<<<<
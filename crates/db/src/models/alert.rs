//! Alert preference and scheduled alert entity models.

use serde::Serialize;
use sqlx::FromRow;
use startline_core::types::{DbId, Timestamp};

/// A row from the `alert_preferences` table: the latest opt-in choices for
/// one (user, event) pair. Latest write wins; no history is kept.
#[derive(Debug, Clone, FromRow, Serialize)]
pub struct AlertPreference {
    pub id: DbId,
    pub user_id: DbId,
    pub event_id: DbId,
    pub want_10min: bool,
    pub want_5min: bool,
    pub want_1min: bool,
    pub updated_at: Timestamp,
}

/// A row from the `scheduled_alerts` table.
#[derive(Debug, Clone, FromRow, Serialize)]
pub struct ScheduledAlert {
    pub id: DbId,
    pub user_id: DbId,
    pub event_id: DbId,
    /// Lead-time bucket: `10min`, `5min`, or `1min`.
    pub alert_type: String,
    pub scheduled_for: Timestamp,
    pub status: String,
    pub sent_at: Option<Timestamp>,
    pub error_message: Option<String>,
    pub created_at: Timestamp,
}

/// Staged insert for one pending alert row.
#[derive(Debug, Clone)]
pub struct NewScheduledAlert {
    pub alert_type: &'static str,
    pub scheduled_for: Timestamp,
}

/// A claimed alert joined with event display data and the user's channel
/// state, as returned by `ScheduledAlertRepo::claim_due`.
///
/// The joins are LEFT JOINs: a row whose event or user vanished still comes
/// back (with `None` fields) so the dispatcher can mark it failed instead of
/// leaving it stuck in `claimed`.
#[derive(Debug, Clone, FromRow)]
pub struct DueAlert {
    pub id: DbId,
    pub user_id: DbId,
    pub event_id: DbId,
    pub alert_type: String,
    pub scheduled_for: Timestamp,
    pub event_name: Option<String>,
    pub registration_url: Option<String>,
    pub official_url: Option<String>,
    pub email: Option<String>,
    pub push_enabled: Option<bool>,
    pub email_enabled: Option<bool>,
    pub push_endpoint: Option<String>,
    pub push_p256dh: Option<String>,
    pub push_auth: Option<String>,
}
>>>>
_ASSIGNED TASK_
Every entry shown above is to be written out exactly.

_EXERCISE SOLUTION_
filename crates/db/src/models/alert.rs
//! Alert preference and scheduled alert entity models.

use serde::Serialize;
use sqlx::FromRow;
use startline_core::types::{DbId, Timestamp};

/// A row from the `alert_preferences` table: the latest opt-in choices for
/// one (user, event) pair. Latest write wins; no history is kept.
#[derive(Debug, Clone, FromRow, Serialize)]
pub struct AlertPreference {
    pub id: DbId,
    pub user_id: DbId,
    pub event_id: DbId,
    pub want_10min: bool,
    pub want_5min: bool,
    pub want_1min: bool,
    pub updated_at: Timestamp,
}

/// A row from the `scheduled_alerts` table.
#[derive(Debug, Clone, FromRow, Serialize)]
pub struct ScheduledAlert {
    pub id: DbId,
    pub user_id: DbId,
    pub event_id: DbId,
    /// Lead-time bucket: `10min`, `5min`, or `1min`.
    pub alert_type: String,
    pub scheduled_for: Timestamp,
    pub status: String,
    pub sent_at: Option<Timestamp>,
    pub error_message: Option<String>,
    pub created_at: Timestamp,
}

/// Staged insert for one pending alert row.
#[derive(Debug, Clone)]
pub struct NewScheduledAlert {
    pub alert_type: &'static str,
    pub scheduled_for: Timestamp,
}

/// A claimed alert joined with event display data and the user's channel
/// state, as returned by `ScheduledAlertRepo::claim_due`.
///
/// The joins are LEFT JOINs: a row whose event or user vanished still comes
/// back (with `None` fields) so the dispatcher can mark it failed instead of
/// leaving it stuck in `claimed`.
#[derive(Debug, Clone, FromRow)]
pub struct DueAlert {
    pub id: DbId,
    pub user_id: DbId,
    pub event_id: DbId,
    pub alert_type: String,
    pub scheduled_for: Timestamp,
    pub event_name: Option<String>,
    pub registration_url: Option<String>,
    pub official_url: Option<String>,
    pub email: Option<String>,
    pub push_enabled: Option<bool>,
    pub email_enabled: Option<bool>,
    pub push_endpoint: Option<String>,
    pub push_p256dh: Option<String>,
    pub push_auth: Option<String>,
}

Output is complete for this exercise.